"I don't think there's any other profession in the world whereby two ambulances are in attendance for everything you do.": Two jockeys died in separate race fatalities this past weekend, bringing the sport's death toll to 300 in Australia. Last night 23-year-old apprentice jockey Gavin Lisk died of head injuries he suffered in a fall at the Moe races on Monday. On Sunday, 25-year-old Adrian Ledger crashed to the turf when his horse, Daring Movement, fell over near the home turn at the Corowa races. Ledger, who was riding for his father, trainer John Ledger, was flown to Canberra hospital but did not recover consciousness. On Monday afternoon, his family decided to turn off his life support. Ledger's wife Amy is expecting their first child.
posted by the red terror to extreme at 10:43 AM - 7 comments
"Horse racing doesn't seem like a particularly dangerous sport compared to some others like rugby or cycling." You're joking, surely? Take a 126-lb guy, throw him headfirst into the ground from 6-feet at a rate of 30 mph, and then have 1200-lb animals stampede overtop. The injuries are horrific. There are still several broken necks in rugby per year, but rarely deaths. That's for worldwide rugby. There are far more rugby players in Australia than there are jockeys -- far, far, far more -- yet I would guess there aren't even 1/10th the number of rugby fatalities the past century in Oz than there have been for jockeys. I can't comment about cycling, I don't know. I think boxing and pole vaulting (seriously!) have greater incidents of death, but I believe the actual "sport" that statistically has the greatest number of annual deaths is...ready?... fishing.
posted by the red terror at 05:04 PM on March 15, 2005
Don't get me wrong, I'm not saying horse racing is not a dangerous sport - of course it is. But horse racing is a pretty massive sport here in the UK, and although I don't follow it closely I don't recall hearing about that many serious injuries or deaths. I'm guessing the fitness levels of the jockeys, plus better safety equipment means that such things are thankfully getting rarer. I only mention cycling, because I follow that quite closely and it seems like every few months that a pro cyclist gets hit by a car or is involved in a fatal crash. Fishing doesn't really surprise me. Recreational fishing and angling is the biggest activity in the world, right? I bet more people fall off ladders and die whilst changing a lightbulb than die whilst taking part in a sport.
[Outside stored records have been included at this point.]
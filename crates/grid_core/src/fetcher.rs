//! Issues listing requests and keeps the last authoritative result.
//!
//! Every request gets a sequence number. A response is applied only when
//! its number is still the latest issued, so the last-triggered request
//! wins regardless of the order in which responses arrive. Superseded
//! requests are left to finish and their results are dropped.

use std::sync::Arc;

use tokio::{
    sync::{broadcast, Mutex},
    task::JoinHandle,
};
use tracing::{debug, info, warn};

use crate::{
    backend::{DocumentsBackend, PageResult},
    error::GridError,
    events::GridEvent,
    query::DocumentsRequest,
};

/// Point-in-time view of the fetcher's observable state.
#[derive(Debug, Clone, Default, PartialEq, Eq)]
pub struct FetchSnapshot {
    pub loading: bool,
    /// Last successful result; kept as-is across failures.
    pub page: Option<PageResult>,
    /// Request that produced `page`.
    pub displayed: Option<DocumentsRequest>,
    pub error: Option<String>,
    pub latest_seq: u64,
}

#[derive(Debug)]
pub enum FetchOutcome {
    Applied,
    Failed(GridError),
    Superseded,
}

impl FetchOutcome {
    pub fn is_applied(&self) -> bool {
        matches!(self, FetchOutcome::Applied)
    }
}

/// An issued request whose response may still be outstanding.
pub struct FetchHandle {
    seq: u64,
    task: JoinHandle<FetchOutcome>,
}

impl FetchHandle {
    pub fn seq(&self) -> u64 {
        self.seq
    }

    pub async fn wait(self) -> FetchOutcome {
        match self.task.await {
            Ok(outcome) => outcome,
            Err(err) => FetchOutcome::Failed(GridError::TaskAborted(err.to_string())),
        }
    }
}

pub struct DocumentsFetcher {
    backend: Arc<dyn DocumentsBackend>,
    state: Mutex<FetchSnapshot>,
    events: broadcast::Sender<GridEvent>,
}

impl DocumentsFetcher {
    pub fn new(backend: Arc<dyn DocumentsBackend>) -> Arc<Self> {
        let (events, _) = broadcast::channel(256);
        Arc::new(Self {
            backend,
            state: Mutex::new(FetchSnapshot::default()),
            events,
        })
    }

    /// Marks the fetcher loading, assigns the next sequence number and starts
    /// the request in the background.
    pub async fn issue(self: &Arc<Self>, request: DocumentsRequest) -> FetchHandle {
        let seq = {
            let mut guard = self.state.lock().await;
            guard.latest_seq += 1;
            guard.loading = true;
            guard.latest_seq
        };
        info!(seq, request = %request.path_and_query(), "documents fetch started");
        let _ = self.events.send(GridEvent::FetchStarted { seq, request });

        let this = Arc::clone(self);
        let task = tokio::spawn(async move {
            let result = this.backend.list_documents(&request).await;
            this.complete(seq, request, result).await
        });
        FetchHandle { seq, task }
    }

    pub async fn fetch(self: &Arc<Self>, request: DocumentsRequest) -> FetchOutcome {
        self.issue(request).await.wait().await
    }

    async fn complete(
        &self,
        seq: u64,
        request: DocumentsRequest,
        result: Result<PageResult, GridError>,
    ) -> FetchOutcome {
        let mut guard = self.state.lock().await;
        if seq != guard.latest_seq {
            debug!(
                seq,
                latest_seq = guard.latest_seq,
                "discarding stale documents response"
            );
            let _ = self.events.send(GridEvent::StaleResponseDiscarded {
                seq,
                latest_seq: guard.latest_seq,
            });
            return FetchOutcome::Superseded;
        }

        guard.loading = false;
        match result {
            Ok(page) => {
                info!(
                    seq,
                    rows = page.rows.len(),
                    has_next_page = page.has_next_page,
                    "documents page loaded"
                );
                guard.page = Some(page.clone());
                guard.displayed = Some(request);
                guard.error = None;
                let _ = self.events.send(GridEvent::PageLoaded { seq, request, page });
                FetchOutcome::Applied
            }
            Err(err) => {
                warn!(seq, error = %err, "documents fetch failed");
                let message = err.to_string();
                guard.error = Some(message.clone());
                let _ = self.events.send(GridEvent::FetchFailed {
                    seq,
                    request,
                    message,
                });
                FetchOutcome::Failed(err)
            }
        }
    }

    pub async fn snapshot(&self) -> FetchSnapshot {
        self.state.lock().await.clone()
    }

    pub fn subscribe(&self) -> broadcast::Receiver<GridEvent> {
        self.events.subscribe()
    }
}

#[cfg(test)]
#[path = "tests/fetcher_tests.rs"]
mod tests;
posted by afx237vi at 05:22 PM on March 15, 2005
Just did some quick googling...nothing definitive...but this intrigues: The Answer Bank is a British website, it lists angling as their No. 1 cause of death; followed by Equestrian events (like horse racing) and Motor Sports. They claim, "the highest number of injuries per capita are sustained by rugby players. Rugby players are three-times more likely to get injured playing their sport than someone taking part in martial arts." (I suspect these are Brit statistics. No word on fatalties.) A study conducted in 2000 by University of Texas and the American Medical Equestrian Association notes that the United States has a "licensed jockey population of approximately 2700 persons," and reports: "A total of 6545 injury events occurred during official races between 1993 and 1996 (606 per 1000 jockey years). Nearly 1 in 5 injuries (18.8%) was to the jockey's head or neck. Other frequent sites included the leg (15.5%). foot/ ankle (10.7%), back (10.7%), arm/hand (11.0%), and shoulder (9.6%). Most head injuries resulted from being thrown from the horse (41.8%) or struck by the horse's head (25.2%). Being thrown from the horse was the cause of 55.1% of back and 49.6% of chest injuries." The study conclusion: "Our data suggest that jockeys have a high injury rate." (The rest of that report gets into some other ghastly horse-related human fatalities.)
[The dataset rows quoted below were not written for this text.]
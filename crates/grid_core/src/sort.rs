//! Header activation reducer.
//!
//! A column toggles between ascending and descending; it never returns to
//! unsorted. Activating another column starts it ascending.

use shared::ordering::SortDirection;

use crate::query::{ActiveSort, GridState, SortColumn};

pub fn next_sort(current: Option<ActiveSort>, column: SortColumn) -> ActiveSort {
    match current {
        Some(ActiveSort {
            column: active,
            direction: SortDirection::Ascending,
        }) if active == column => ActiveSort::descending(column),
        _ => ActiveSort::ascending(column),
    }
}

/// State after activating `column`'s header. The page goes back to 1.
pub fn toggle_sort(state: &GridState, column: SortColumn) -> GridState {
    GridState {
        page: 1,
        sort: Some(next_sort(state.sort, column)),
    }
}

#[cfg(test)]
#[path = "tests/sort_tests.rs"]
mod tests;
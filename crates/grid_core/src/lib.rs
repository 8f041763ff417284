//! Headless documents grid: sortable columns and paged results over the
//! `/documents/` listing endpoint.
//!
//! User actions go through [`DocumentGrid`], which reduces its
//! [`GridState`], derives a [`DocumentsRequest`] and hands it to the
//! [`DocumentsFetcher`]. [`GridView`] is what a front end draws.

pub mod backend;
pub mod error;
pub mod events;
pub mod fetcher;
pub mod grid;
pub mod pagination;
pub mod query;
pub mod sort;
pub mod view;

pub use backend::{DocumentsBackend, HttpDocumentsBackend, PageResult, DEFAULT_REQUEST_TIMEOUT};
pub use error::GridError;
pub use events::GridEvent;
pub use fetcher::{DocumentsFetcher, FetchHandle, FetchOutcome, FetchSnapshot};
pub use grid::{DocumentGrid, DocumentRouter, NoopRouter};
pub use query::{build_request, ActiveSort, DocumentsRequest, GridState, SortColumn};
pub use view::{GridRow, GridView, COLUMN_HEADERS, LOADING_LABEL};

#[cfg(test)]
#[path = "tests/support.rs"]
mod test_support;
posted by the red terror at 05:22 PM on March 15, 2005
Those figures aren't surprising. Certainly ten years ago angling was by far the most popular participant sport in the UK and the calculations about angling at least don't appear to be per capita of participant.
posted by squealy at 06:35 PM on March 15, 2005
My understanding that the most dangerous sport (not injuries, but fatalities) going is golf. Lightening strikes and heart attacks. Not that jumping on the back of a gigantic, high-speed, possibly drugged horse isn't inherently dangerous, though.
posted by WeedyMcSmokey at 07:57 AM on March 16, 2005
You know, that opening quote bugs the shit out of me. Horse racing may be dangerous - and no doubt exacerbated by the jockeys' near complete lack of protective gear - but to claim there's no other profession with multiple ambulences in attendance? Has the guy never heard of motorsport or cycling, to name just two?
posted by rodgerd at 03:15 PM on March 17, 2005
This is very sad for the families of both jockeys but the figure of 300 deaths doesn't seem so shocking when you consider it's over a period of almost 160 years. The article also says that in some of the early years you'd get seven or eight deaths a year. Horse racing doesn't seem like a particularly dangerous sport compared to some others like rugby or cycling. I'd be interested to see some figures comparing different sports.